Of that situation in Israel which is ever uppermost in our thought when we are in conference-namely, our people's attitude towards and interest in our religion-my diagnosis is wholly different from that which the majority of us make.

I have a tremendous respect for the Jewish layman. I do not find him lacking in that indefinable something which we call spirituality. I do not know what this thing spirituality is. The things of sea and sky and common earth, the things of sustenance and of sex, and the graded relations of human society make up the entire sum and substance of all our possible thought, action and sentiment.
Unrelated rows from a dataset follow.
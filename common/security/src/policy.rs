use tracing::warn;

use crate::actor::Actor;

/// Every API operation with an authorization decision attached.
#[derive(Debug, Clone, Copy, PartialEq, Eq, Hash)]
pub enum Action {
    ListMenu,
    AddMenuItem,
    ListFranchises,
    CreateFranchise,
    DeleteFranchise,
    ListUserFranchises,
    CreateStore,
    DeleteStore,
    ReadUser,
    UpdateUser,
    ListUsers,
    PlaceOrder,
    ListOrders,
    Logout,
    ReadDocs,
}

/// The relationship an action requires between the caller and its target.
#[derive(Debug, Clone, Copy, PartialEq, Eq)]
pub enum Access {
    Public,
    Authenticated,
    Admin,
    SelfOrAdmin,
    /// Registered admin of the target franchise, or platform admin.
    FranchiseOperator,
}

/// How the caller actually relates to the target resource, resolved by the
/// handler from persistent state before asking for a decision.
#[derive(Debug, Clone, Copy, PartialEq, Eq)]
pub enum Relationship {
    None,
    SelfUser,
    FranchiseOperator,
}

#[derive(Debug, Clone, Copy, PartialEq, Eq)]
pub enum Decision {
    Granted,
    /// Allowed to proceed but sees an empty result set. Ownership mismatch
    /// on the my-franchises listing answers 200 + [] rather than 403; kept
    /// exactly as the API behaves in production.
    Masked,
    Denied,
}

// The single policy table. Handlers never duplicate role checks.
pub fn required_access(action: Action) -> Access {
    use Access::*;
    use Action::*;
    match action {
        ListMenu | ListFranchises | ReadDocs => Public,
        PlaceOrder | ListOrders | Logout => Authenticated,
        AddMenuItem | CreateFranchise | DeleteFranchise | ListUsers => Admin,
        ReadUser | UpdateUser | ListUserFranchises => SelfOrAdmin,
        CreateStore | DeleteStore => FranchiseOperator,
    }
}

pub fn authorize(actor: &Actor, action: Action, relationship: Relationship) -> Decision {
    let allowed = match required_access(action) {
        Access::Public | Access::Authenticated => true,
        Access::Admin => actor.is_admin(),
        Access::SelfOrAdmin => actor.is_admin() || relationship == Relationship::SelfUser,
        Access::FranchiseOperator => {
            actor.is_admin() || relationship == Relationship::FranchiseOperator
        }
    };

    if allowed {
        return Decision::Granted;
    }

    if action == Action::ListUserFranchises {
        return Decision::Masked;
    }

    warn!(user_id = %actor.user_id, ?action, ?relationship, "authorization denied");
    Decision::Denied
}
What other things than a selection of these things of sense can engage the consideration, enterprise and enthusiasm of the spiritual man I can not understand. We are all of us, if you please, simply different kinds of sensualists. But we take this hypocritical term spirituality—a word wholly devoid of analyzable meaning-and frame with it an indictment against a whole people-our people.

The people of Israel are as virtuous a class as there is in civilization. They have sweet homes, pursue useful vocations, make honorable livelihoods, labor on large lines for the welfare of their cities, are interested in the politics of their states and the problems of their countries, and are foremost and generous participants in all causes seeking the relief of poverty, suffering and disadvantage. They are money-makers-as all must be at this time in civilization's day. For money is the life-blood of the public weal. And he who succeeds praiseworthily in money

making, but demonstrates that he is a healthy artery of the social life, functioning for its wholesome maintenance and growth.

With all this community of work and interest knitting our people into an intimate and enthusiastic bond of brotherhood with the whole world of mankind, they maintain, as do all other classes in civilization, a separate union with one another for the purposes of religion. These their religious purposes our people respond to magnificently. Their temples of worship do them credit. I presume it is your experience, as it is mine, that proportionately to our numbers our religious services are attended as largely and with as interested congregations as are those of any other denomination. It is the easiest thing in the world to get the synagog crowded the year round. The hypnotic influence of our holidays, the special services appointed by the hundred and one social reform and philanthropic organizations of the day, the sermons on the sensations of the hour, all bring forth thronging audiences.

But then there comes the lull, the interval of sober reflection, when the thinking man, who can not be fooled all the time, asks, "Where is the distinctive Jewish message in all this? Why have you brought us away from the Egypt of our necessary occupations and our wholesome diversions into all this wilderness of words, thought, theory and excitation to leave us still Jewishly unslaked? Give us here our Jewish vivification if you would have us not Jewishly die in the presence of the very luxuriance of our Jewish acclaims."

Our more definite answers to this interpellation of our laity having been found wanting, we are putting the emphasis today on our historic consciousness. If our people will but intimately acquaint themselves with our wonderful history, if they will but come under the influence of its magic spell, the essence of Judaism, impalpable and indefinable like electricity, will current its quickening impulse through their consciousness and will burst before their vision in a blaze of convincing glory.

But these are the days of analysis. We can no longer be put off with mere phrases and with plausible analogies.

We may prate as we will about the survival of the fittest.